**Work instructions**:
Write the records out once more, exactly as they appear below.

**Provided data**:
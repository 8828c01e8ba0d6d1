//! HTTP handler functions for the predictor form and API.

use actix_multipart::form::MultipartForm;
use actix_multipart::form::tempfile::TempFile;
use actix_multipart::form::text::Text;
use actix_web::{HttpResponse, web};

use crate::AppState;

/// The upload form: one image file and three free-text fields.
#[derive(MultipartForm)]
pub struct PredictForm {
    /// The photocard image.
    #[multipart(limit = "10MB")]
    image: Option<TempFile>,
    /// Photocard title (in English).
    title: Option<Text<String>>,
    /// Member name.
    member: Option<Text<String>>,
    /// Group name.
    group: Option<Text<String>>,
}

/// A fully validated form submission.
struct Submission {
    image: Vec<u8>,
    title: String,
    member: String,
    group: String,
}

/// `GET /`
///
/// Renders the empty prediction form.
pub async fn index() -> HttpResponse {
    html_page(form_page(None))
}

/// `POST /predict`
///
/// Validates the form and re-renders it with either the formatted price
/// or a warning. Predictor failures surface as a 500.
pub async fn predict_form(
    state: web::Data<AppState>,
    MultipartForm(form): MultipartForm<PredictForm>,
) -> HttpResponse {
    let Some(submission) = read_submission(&form) else {
        return html_page(form_page(Some((
            "warning",
            "Please fill in all fields and upload an image.".to_string(),
        ))));
    };

    match run_prediction(&state, &submission).await {
        Ok(price) => html_page(form_page(Some((
            "success",
            format!("Predicted Price: {}", format_price(price)),
        )))),
        Err(e) => {
            log::error!("Prediction failed: {e}");
            HttpResponse::InternalServerError()
                .content_type("text/html; charset=utf-8")
                .body(form_page(Some(("error", "Prediction failed.".to_string()))))
        }
    }
}

/// `GET /api/health`
pub async fn health() -> HttpResponse {
    HttpResponse::Ok().json(serde_json::json!({
        "healthy": true,
        "version": env!("CARGO_PKG_VERSION"),
    }))
}

/// `POST /api/predict`
///
/// Same prediction as the form, as JSON: `{"price": ..}` on success, 400
/// on missing fields, 500 on predictor failure.
pub async fn predict(
    state: web::Data<AppState>,
    MultipartForm(form): MultipartForm<PredictForm>,
) -> HttpResponse {
    let Some(submission) = read_submission(&form) else {
        return HttpResponse::BadRequest().json(serde_json::json!({
            "error": "image, title, member and group are all required"
        }));
    };

    match run_prediction(&state, &submission).await {
        Ok(price) => HttpResponse::Ok().json(serde_json::json!({ "price": price })),
        Err(e) => {
            log::error!("Prediction failed: {e}");
            HttpResponse::InternalServerError().json(serde_json::json!({
                "error": "Prediction failed"
            }))
        }
    }
}

async fn run_prediction(
    state: &web::Data<AppState>,
    submission: &Submission,
) -> Result<f64, photocard_predict::PredictError> {
    state
        .predictor
        .predict(
            &submission.image,
            &submission.title,
            &submission.member,
            &submission.group,
        )
        .await
}

/// Pulls a complete submission out of the multipart form, or `None` if
/// any field is missing or empty.
fn read_submission(form: &PredictForm) -> Option<Submission> {
    let image_file = form.image.as_ref()?;
    let image = std::fs::read(image_file.file.path()).ok()?;
    if image.is_empty() {
        return None;
    }

    Some(Submission {
        image,
        title: non_empty(form.title.as_deref()?)?,
        member: non_empty(form.member.as_deref()?)?,
        group: non_empty(form.group.as_deref()?)?,
    })
}

fn non_empty(text: &str) -> Option<String> {
    let trimmed = text.trim();
    (!trimmed.is_empty()).then(|| trimmed.to_owned())
}

fn html_page(body: String) -> HttpResponse {
    HttpResponse::Ok()
        .content_type("text/html; charset=utf-8")
        .body(body)
}

/// Formats a price as whole yen with thousands separators.
fn format_price(price: f64) -> String {
    #[allow(clippy::cast_possible_truncation, clippy::cast_sign_loss)]
    let rounded = price.round().max(0.0) as u64;
    let digits = rounded.to_string();

    let mut formatted = String::with_capacity(digits.len() + digits.len() / 3);
    for (i, ch) in digits.chars().enumerate() {
        if i > 0 && (digits.len() - i) % 3 == 0 {
            formatted.push(',');
        }
        formatted.push(ch);
    }
    formatted
}

/// Renders the single-page form, optionally with a `(css class, text)`
/// notice banner above it.
fn form_page(notice: Option<(&str, String)>) -> String {
    let banner = notice.map_or_else(String::new, |(class, text)| {
        format!(r#"<p class="notice {class}">{text}</p>"#)
    });

    format!(
        r#"<!DOCTYPE html>
<html lang="en">
<head>
  <meta charset="utf-8">
  <title>K-pop Photocard Price Predictor</title>
  <style>
    body {{ font-family: sans-serif; max-width: 28rem; margin: 3rem auto; }}
    label {{ display: block; margin-top: 1rem; }}
    input {{ width: 100%; box-sizing: border-box; padding: 0.4rem; }}
    button {{ margin-top: 1.5rem; padding: 0.5rem 1.5rem; }}
    .notice {{ padding: 0.75rem; border-radius: 4px; }}
    .notice.success {{ background: #e2f5e6; }}
    .notice.warning {{ background: #fdf3d7; }}
    .notice.error {{ background: #fbe3e0; }}
  </style>
</head>
<body>
  <h1>K-pop Photocard Price Predictor</h1>
  {banner}
  <form action="/predict" method="post" enctype="multipart/form-data">
    <label>Upload photocard image
      <input type="file" name="image" accept=".jpg,.jpeg">
    </label>
    <label>Photocard title (in English)
      <input type="text" name="title">
    </label>
    <label>Member name (e.g. Anton)
      <input type="text" name="member">
    </label>
    <label>Group name (e.g. RIIZE)
      <input type="text" name="group">
    </label>
    <button type="submit">Predict Price</button>
  </form>
</body>
</html>
"#
    )
}

#[cfg(test)]
mod tests {
    use super::*;

    #[test]
    fn formats_prices_with_thousands_separators() {
        assert_eq!(format_price(1_234_567.4), "1,234,567");
        assert_eq!(format_price(999.9), "1,000");
        assert_eq!(format_price(42.0), "42");
        assert_eq!(format_price(0.0), "0");
    }

    #[test]
    fn form_page_has_all_four_inputs() {
        let page = form_page(None);
        for name in ["image", "title", "member", "group"] {
            assert!(page.contains(&format!(r#"name="{name}""#)));
        }
        assert!(!page.contains("notice"));
    }

    #[test]
    fn notice_banner_is_rendered_when_present() {
        let page = form_page(Some(("warning", "fill everything in".to_string())));
        assert!(page.contains(r#"class="notice warning""#));
        assert!(page.contains("fill everything in"));
    }

    #[test]
    fn blank_text_fields_are_rejected() {
        assert_eq!(non_empty("  "), None);
        assert_eq!(non_empty(" RIIZE "), Some("RIIZE".to_owned()));
    }
}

**The completed task**:
repository 8828c01e8ba0d6d1
//! HTTP handler functions for the predictor form and API.

use actix_multipart::form::MultipartForm;
use actix_multipart::form::tempfile::TempFile;
use actix_multipart::form::text::Text;
use actix_web::{HttpResponse, web};

use crate::AppState;

/// The upload form: one image file and three free-text fields.
#[derive(MultipartForm)]
pub struct PredictForm {
    /// The photocard image.
    #[multipart(limit = "10MB")]
    image: Option<TempFile>,
    /// Photocard title (in English).
    title: Option<Text<String>>,
    /// Member name.
    member: Option<Text<String>>,
    /// Group name.
    group: Option<Text<String>>,
}

/// A fully validated form submission.
struct Submission {
    image: Vec<u8>,
    title: String,
    member: String,
    group: String,
}

/// `GET /`
///
/// Renders the empty prediction form.
pub async fn index() -> HttpResponse {
    html_page(form_page(None))
}

/// `POST /predict`
///
/// Validates the form and re-renders it with either the formatted price
/// or a warning. Predictor failures surface as a 500.
pub async fn predict_form(
    state: web::Data<AppState>,
    MultipartForm(form): MultipartForm<PredictForm>,
) -> HttpResponse {
    let Some(submission) = read_submission(&form) else {
        return html_page(form_page(Some((
            "warning",
            "Please fill in all fields and upload an image.".to_string(),
        ))));
    };

    match run_prediction(&state, &submission).await {
        Ok(price) => html_page(form_page(Some((
            "success",
            format!("Predicted Price: {}", format_price(price)),
        )))),
        Err(e) => {
            log::error!("Prediction failed: {e}");
            HttpResponse::InternalServerError()
                .content_type("text/html; charset=utf-8")
                .body(form_page(Some(("error", "Prediction failed.".to_string()))))
        }
    }
}

/// `GET /api/health`
pub async fn health() -> HttpResponse {
    HttpResponse::Ok().json(serde_json::json!({
        "healthy": true,
        "version": env!("CARGO_PKG_VERSION"),
    }))
}

/// `POST /api/predict`
///
/// Same prediction as the form, as JSON: `{"price": ..}` on success, 400
/// on missing fields, 500 on predictor failure.
pub async fn predict(
    state: web::Data<AppState>,
    MultipartForm(form): MultipartForm<PredictForm>,
) -> HttpResponse {
    let Some(submission) = read_submission(&form) else {
        return HttpResponse::BadRequest().json(serde_json::json!({
            "error": "image, title, member and group are all required"
        }));
    };

    match run_prediction(&state, &submission).await {
        Ok(price) => HttpResponse::Ok().json(serde_json::json!({ "price": price })),
        Err(e) => {
            log::error!("Prediction failed: {e}");
            HttpResponse::InternalServerError().json(serde_json::json!({
                "error": "Prediction failed"
            }))
        }
    }
}

async fn run_prediction(
    state: &web::Data<AppState>,
    submission: &Submission,
) -> Result<f64, photocard_predict::PredictError> {
    state
        .predictor
        .predict(
            &submission.image,
            &submission.title,
            &submission.member,
            &submission.group,
        )
        .await
}

/// Pulls a complete submission out of the multipart form, or `None` if
/// any field is missing or empty.
fn read_submission(form: &PredictForm) -> Option<Submission> {
    let image_file = form.image.as_ref()?;
    let image = std::fs::read(image_file.file.path()).ok()?;
    if image.is_empty() {
        return None;
    }

    Some(Submission {
        image,
        title: non_empty(form.title.as_deref()?)?,
        member: non_empty(form.member.as_deref()?)?,
        group: non_empty(form.group.as_deref()?)?,
    })
}

fn non_empty(text: &str) -> Option<String> {
    let trimmed = text.trim();
    (!trimmed.is_empty()).then(|| trimmed.to_owned())
}

fn html_page(body: String) -> HttpResponse {
    HttpResponse::Ok()
        .content_type("text/html; charset=utf-8")
        .body(body)
}

/// Formats a price as whole yen with thousands separators.
fn format_price(price: f64) -> String {
    #[allow(clippy::cast_possible_truncation, clippy::cast_sign_loss)]
    let rounded = price.round().max(0.0) as u64;
    let digits = rounded.to_string();

    let mut formatted = String::with_capacity(digits.len() + digits.len() / 3);
    for (i, ch) in digits.chars().enumerate() {
        if i > 0 && (digits.len() - i) % 3 == 0 {
            formatted.push(',');
        }
        formatted.push(ch);
    }
    formatted
}

/// Renders the single-page form, optionally with a `(css class, text)`
/// notice banner above it.
fn form_page(notice: Option<(&str, String)>) -> String {
    let banner = notice.map_or_else(String::new, |(class, text)| {
        format!(r#"<p class="notice {class}">{text}</p>"#)
    });

    format!(
        r#"<!DOCTYPE html>
<html lang="en">
<head>
  <meta charset="utf-8">
  <title>K-pop Photocard Price Predictor</title>
  <style>
    body {{ font-family: sans-serif; max-width: 28rem; margin: 3rem auto; }}
    label {{ display: block; margin-top: 1rem; }}
    input {{ width: 100%; box-sizing: border-box; padding: 0.4rem; }}
    button {{ margin-top: 1.5rem; padding: 0.5rem 1.5rem; }}
    .notice {{ padding: 0.75rem; border-radius: 4px; }}
    .notice.success {{ background: #e2f5e6; }}
    .notice.warning {{ background: #fdf3d7; }}
    .notice.error {{ background: #fbe3e0; }}
  </style>
</head>
<body>
  <h1>K-pop Photocard Price Predictor</h1>
  {banner}
  <form action="/predict" method="post" enctype="multipart/form-data">
    <label>Upload photocard image
      <input type="file" name="image" accept=".jpg,.jpeg">
    </label>
    <label>Photocard title (in English)
      <input type="text" name="title">
    </label>
    <label>Member name (e.g. Anton)
      <input type="text" name="member">
    </label>
    <label>Group name (e.g. RIIZE)
      <input type="text" name="group">
    </label>
    <button type="submit">Predict Price</button>
  </form>
</body>
</html>
"#
    )
}

#[cfg(test)]
mod tests {
    use super::*;

    #[test]
    fn formats_prices_with_thousands_separators() {
        assert_eq!(format_price(1_234_567.4), "1,234,567");
        assert_eq!(format_price(999.9), "1,000");
        assert_eq!(format_price(42.0), "42");
        assert_eq!(format_price(0.0), "0");
    }

    #[test]
    fn form_page_has_all_four_inputs() {
        let page = form_page(None);
        for name in ["image", "title", "member", "group"] {
            assert!(page.contains(&format!(r#"name="{name}""#)));
        }
        assert!(!page.contains("notice"));
    }

    #[test]
    fn notice_banner_is_rendered_when_present() {
        let page = form_page(Some(("warning", "fill everything in".to_string())));
        assert!(page.contains(r#"class="notice warning""#));
        assert!(page.contains("fill everything in"));
    }

    #[test]
    fn blank_text_fields_are_rejected() {
        assert_eq!(non_empty("  "), None);
        assert_eq!(non_empty(" RIIZE "), Some("RIIZE".to_owned()));
    }
}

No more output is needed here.